This started as a comment on Danny Ayers’ Crystal post, in which he defends RDF against Les Orchard’s punch:
Why don’t we have a Xanadu web run on Lisp serving up perfect, crystalline RDF?
Danny:
RDF is pretty much at the point of the minimum structure needed to express data – the simple 3-part statement.
I somewhere have a hefty printout that vehemently disagrees with this assertion. It’s called “RDF Semantics.”
If all you want is the minimum structure needed to express data, then that’s about 45 pages of semantic conditions too much. True, I don’t have to know all of them to use RDF. But think of the implementers!
And don’t even get me started on RDF/XML.
RDF is in the Xanadu-Lisp-SGML-ISO/OSI camp.

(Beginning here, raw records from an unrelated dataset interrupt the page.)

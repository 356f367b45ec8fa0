//! Состояние сортировки и пагинации таблицы
//!
//! Everything here is pure so the table behaviour can be checked without a DOM.

use super::column::{find_sortable, ColumnDef};
use crate::shared::list_utils::{sort_by_value, SortDirection};

/// Фиксированный размер страницы
pub const ITEMS_PER_PAGE: usize = 10;

#[derive(Debug, Clone, PartialEq, Eq)]
pub struct SortState {
    pub field: Option<&'static str>,
    pub direction: SortDirection,
}

/// Что показывать в теле таблицы
#[derive(Debug, Clone, Copy, PartialEq, Eq)]
pub enum BodyKind {
    NoColumns,
    NoData,
    Rows,
}

#[derive(Debug, Clone, PartialEq, Eq)]
pub struct TableState {
    pub sort: SortState,
    /// 1-based
    pub current_page: usize,
}

impl TableState {
    pub fn new(default_sort: Option<&'static str>, direction: SortDirection) -> Self {
        Self {
            sort: SortState {
                field: default_sort,
                direction,
            },
            current_page: 1,
        }
    }

    /// Header click. Same sortable column flips direction, another sortable
    /// column becomes active ascending, non-sortable headers do nothing.
    pub fn toggle_sort(&mut self, key: &'static str, sortable: bool) {
        if !sortable {
            return;
        }
        if self.sort.field == Some(key) {
            self.sort.direction = self.sort.direction.flipped();
        } else {
            self.sort.field = Some(key);
            self.sort.direction = SortDirection::Ascending;
        }
    }

    /// Moves to `page`, clamped to `1..=max(total_pages, 1)`.
    pub fn go_to_page(&mut self, page: usize, total_pages: usize) {
        self.current_page = page.clamp(1, total_pages.max(1));
    }

    /// Page actually shown; stays in range when the data shrank under it.
    pub fn effective_page(&self, total_pages: usize) -> usize {
        self.current_page.clamp(1, total_pages.max(1))
    }

    /// Sorted and paginated slice of `data` for the current state.
    pub fn visible_rows<'a, T, V>(&self, data: &'a [T], columns: &[ColumnDef<T, V>]) -> Vec<&'a T> {
        let sorted = sort_rows(data, columns, &self.sort);
        let page = self.effective_page(total_pages(sorted.len()));
        page_slice(&sorted, page).to_vec()
    }
}

pub fn total_pages(count: usize) -> usize {
    count.div_ceil(ITEMS_PER_PAGE)
}

/// Full re-sort of `data`. Unset or unknown sort field keeps input order.
pub fn sort_rows<'a, T, V>(data: &'a [T], columns: &[ColumnDef<T, V>], sort: &SortState) -> Vec<&'a T> {
    let rows: Vec<&T> = data.iter().collect();
    match sort.field.and_then(|key| find_sortable(columns, key)) {
        Some(column) => sort_by_value(
            rows,
            |row| column.sort_value(row).unwrap_or_default(),
            sort.direction,
        ),
        None => rows,
    }
}

/// Slice `[(page-1)*10, page*10)` of already sorted rows.
pub fn page_slice<T>(rows: &[T], page: usize) -> &[T] {
    let start = page.saturating_sub(1).saturating_mul(ITEMS_PER_PAGE);
    if start >= rows.len() {
        return &[];
    }
    let end = (start + ITEMS_PER_PAGE).min(rows.len());
    &rows[start..end]
}

/// Columns are checked before data.
pub fn body_kind(column_count: usize, row_count: usize) -> BodyKind {
    if column_count == 0 {
        BodyKind::NoColumns
    } else if row_count == 0 {
        BodyKind::NoData
    } else {
        BodyKind::Rows
    }
}

#[cfg(test)]
mod tests {
    use super::*;
    use crate::shared::list_utils::FieldValue;

    #[derive(Debug, Clone, PartialEq)]
    struct Account {
        id: u32,
        holder: String,
        balance: f64,
        tag: Option<bool>,
    }

    fn account(id: u32, holder: &str, balance: f64) -> Account {
        Account {
            id,
            holder: holder.to_string(),
            balance,
            tag: None,
        }
    }

    fn columns() -> Vec<ColumnDef<Account, String>> {
        vec![
            ColumnDef::data("id", "Id", |a: &Account| a.id.into()),
            ColumnDef::data("holder", "Holder", |a: &Account| (&a.holder).into()).sortable(),
            ColumnDef::data("balance", "Balance", |a: &Account| a.balance.into()).sortable(),
            ColumnDef::data("tag", "Tag", |a: &Account| a.tag.into()).sortable(),
            ColumnDef::actions("", |a: &Account| format!("open {}", a.id)),
        ]
    }

    fn accounts(n: u32) -> Vec<Account> {
        // Distinct, deliberately shuffled balances and holders.
        (0..n)
            .map(|i| {
                let k = (i * 7919) % 1009;
                account(i, &format!("holder-{:04}", (k * 31) % 1013), k as f64 * 1.5)
            })
            .collect()
    }

    fn ids(rows: &[&Account]) -> Vec<u32> {
        rows.iter().map(|a| a.id).collect()
    }

    fn sort_by(field: &'static str, direction: SortDirection) -> SortState {
        SortState {
            field: Some(field),
            direction,
        }
    }

    #[test]
    fn test_ascending_is_reverse_of_descending() {
        let data = accounts(37);
        for field in ["holder", "balance"] {
            let asc = ids(&sort_rows(&data, &columns(), &sort_by(field, SortDirection::Ascending)));
            let mut desc =
                ids(&sort_rows(&data, &columns(), &sort_by(field, SortDirection::Descending)));
            desc.reverse();
            assert_eq!(asc, desc, "field {field}");
        }
    }

    #[test]
    fn test_numeric_sort_is_not_lexicographic() {
        let data = vec![account(1, "a", 100.0), account(2, "b", 9.0), account(3, "c", 20.0)];
        let rows = sort_rows(&data, &columns(), &sort_by("balance", SortDirection::Ascending));
        assert_eq!(ids(&rows), vec![2, 3, 1]);
    }

    #[test]
    fn test_unset_sort_preserves_input_order() {
        let data = accounts(23);
        let sort = SortState {
            field: None,
            direction: SortDirection::Descending,
        };
        let rows = sort_rows(&data, &columns(), &sort);
        assert_eq!(ids(&rows), (0..23).collect::<Vec<_>>());
    }

    #[test]
    fn test_non_sortable_or_unknown_field_preserves_order() {
        let data = vec![account(5, "b", 1.0), account(2, "a", 2.0)];
        for field in ["id", "missing", "actions"] {
            let rows = sort_rows(&data, &columns(), &sort_by(field, SortDirection::Ascending));
            assert_eq!(ids(&rows), vec![5, 2]);
        }
    }

    #[test]
    fn test_incomparable_column_does_not_reorder() {
        let mut data = vec![account(1, "a", 1.0), account(2, "b", 2.0), account(3, "c", 3.0)];
        data[0].tag = Some(true);
        data[2].tag = Some(false);
        let rows = sort_rows(&data, &columns(), &sort_by("tag", SortDirection::Ascending));
        assert_eq!(ids(&rows), vec![1, 2, 3]);
    }

    #[test]
    fn test_mixed_value_types_do_not_panic() {
        let cols: Vec<ColumnDef<(u32, FieldValue), String>> =
            vec![ColumnDef::data("v", "V", |r: &(u32, FieldValue)| r.1.clone()).sortable()];
        let data = vec![
            (1, FieldValue::Number(3.0)),
            (2, FieldValue::from("x")),
            (3, FieldValue::Empty),
            (4, FieldValue::Number(1.0)),
        ];
        let rows = sort_rows(&data, &cols, &sort_by("v", SortDirection::Ascending));
        assert_eq!(rows.len(), 4);
    }

    fn mixed_column(n: u32, cell: impl Fn(u32) -> FieldValue) -> Vec<(u32, FieldValue)> {
        (0..n).map(|i| (i, cell((i * 7919) % 1009))).collect()
    }

    fn assert_sorts_whole_column(data: &[(u32, FieldValue)]) {
        let cols: Vec<ColumnDef<(u32, FieldValue), String>> =
            vec![ColumnDef::data("v", "V", |r: &(u32, FieldValue)| r.1.clone()).sortable()];
        for direction in [SortDirection::Ascending, SortDirection::Descending] {
            let rows = sort_rows(data, &cols, &sort_by("v", direction));
            let mut seen: Vec<u32> = rows.iter().map(|r| r.0).collect();
            seen.sort_unstable();
            assert_eq!(seen, (0..data.len() as u32).collect::<Vec<_>>());
        }
    }

    #[test]
    fn test_large_mixed_columns_sort_without_panic() {
        for n in [56, 150, 420] {
            // Option<f64> column: numbers with gaps
            assert_sorts_whole_column(&mixed_column(n, |k| {
                if k % 3 == 0 {
                    FieldValue::Empty
                } else {
                    FieldValue::Number(k as f64)
                }
            }));
            // NaN amounts from the backend
            assert_sorts_whole_column(&mixed_column(n, |k| {
                if k % 4 == 0 {
                    FieldValue::Number(f64::NAN)
                } else {
                    FieldValue::Number(k as f64)
                }
            }));
            // text, numbers and blanks in one column
            assert_sorts_whole_column(&mixed_column(n, |k| match k % 3 {
                0 => FieldValue::Text(format!("acc-{k}")),
                1 => FieldValue::Number(k as f64),
                _ => FieldValue::Empty,
            }));
        }
    }

    #[test]
    fn test_pages_reconstruct_sorted_sequence() {
        for n in [1usize, 9, 10, 11, 25, 30, 101] {
            let data = accounts(n as u32);
            let sort = sort_by("balance", SortDirection::Descending);
            let sorted = sort_rows(&data, &columns(), &sort);
            let pages = total_pages(n);
            let mut joined = Vec::new();
            for page in 1..=pages {
                let slice = page_slice(&sorted, page);
                assert!(!slice.is_empty() && slice.len() <= ITEMS_PER_PAGE);
                joined.extend_from_slice(slice);
            }
            assert_eq!(ids(&joined), ids(&sorted), "n = {n}");
            assert!(page_slice(&sorted, pages + 1).is_empty());
        }
    }

    #[test]
    fn test_total_pages() {
        assert_eq!(total_pages(0), 0);
        assert_eq!(total_pages(1), 1);
        assert_eq!(total_pages(10), 1);
        assert_eq!(total_pages(11), 2);
    }

    #[test]
    fn test_toggle_same_field_flips_direction() {
        let mut state = TableState::new(Some("holder"), SortDirection::Descending);
        state.toggle_sort("holder", true);
        assert_eq!(state.sort, sort_by("holder", SortDirection::Ascending));
        state.toggle_sort("holder", true);
        assert_eq!(state.sort, sort_by("holder", SortDirection::Descending));
    }

    #[test]
    fn test_toggle_other_field_resets_to_ascending() {
        let mut state = TableState::new(Some("holder"), SortDirection::Descending);
        state.toggle_sort("balance", true);
        assert_eq!(state.sort, sort_by("balance", SortDirection::Ascending));

        let mut state = TableState::new(None, SortDirection::Descending);
        state.toggle_sort("holder", true);
        assert_eq!(state.sort, sort_by("holder", SortDirection::Ascending));
    }

    #[test]
    fn test_toggle_non_sortable_is_noop() {
        let mut state = TableState::new(Some("holder"), SortDirection::Descending);
        state.toggle_sort("id", false);
        assert_eq!(state.sort, sort_by("holder", SortDirection::Descending));
    }

    #[test]
    fn test_page_requests_are_clamped() {
        let mut state = TableState::new(None, SortDirection::Descending);
        state.go_to_page(7, 3);
        assert_eq!(state.current_page, 3);
        state.go_to_page(0, 3);
        assert_eq!(state.current_page, 1);
        state.go_to_page(2, 0);
        assert_eq!(state.current_page, 1);
    }

    #[test]
    fn test_visible_rows_clamps_stale_page() {
        let data = accounts(12);
        let mut state = TableState::new(None, SortDirection::Descending);
        state.current_page = 5;
        let rows = state.visible_rows(&data, &columns());
        assert_eq!(ids(&rows), vec![10, 11]);
    }

    #[test]
    fn test_body_kind() {
        assert_eq!(body_kind(0, 0), BodyKind::NoColumns);
        assert_eq!(body_kind(0, 5), BodyKind::NoColumns);
        assert_eq!(body_kind(3, 0), BodyKind::NoData);
        assert_eq!(body_kind(3, 5), BodyKind::Rows);
    }
}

Let’s figure out which parts of it are fit for the purpose and which are not.
[Update:] Danny answers, and I continue the thread. But Bill de hÕra says it best:
“The model itself is conceptually simple”
Yeah, but if what you said was true, we’d be awash in RDF backed systems. We’re not. Crap like RSS and microformats can come along and wipe the floor with RDF in terms of deployments. RDF is not getting adopted en masse and RDF is as old as XML as makes no difference. Something’s fundamentally wrong.
And invoking the benefits of the open world assumption won’t change these facts. RDF is not getting adopted en masse. Something’s fundamentally wrong.
Actually, it’s not the complexity of *understanding* the SemWeb that I think will kill it.
Although I do agree it’s pretty damned hard to understand. Ultimately I think the SemWeb people have a point when they say “relational database theory is hard to understand too”.
The complexity of understanding *how* to do the SemWeb can be hidden by technology and practices. A good triple-manipulation tool, and some easily understood conventions (like the first-three “normal forms” in database design) can make that part fairly straightforward.
As a comparison, how different is doing the data-model for a SemWeb application and doing a UML model for some object oriented system? (Aside : I wonder whether anyone considers adapting Poseidon etc. for SemWeb modelling.)
What I think is the more serious SemWeb problem is the complexity of understanding *what* to do. Actually doing the data-modelling itself.
The SemWeb only makes sense when we consider using it for data-modelling “in the abstract” ie. independently of any particular application. Built into the ideal of the SemWeb is that you will sit down with all the people interested in your application area and thrash-out the appropriate data-model between you. (Remember Shirky’s comment about politics masquerading as technology.) And, of course, a general model for all applications (including future ones yet to be written) is much harder than a model for your more-or-less-understood application here-and-now.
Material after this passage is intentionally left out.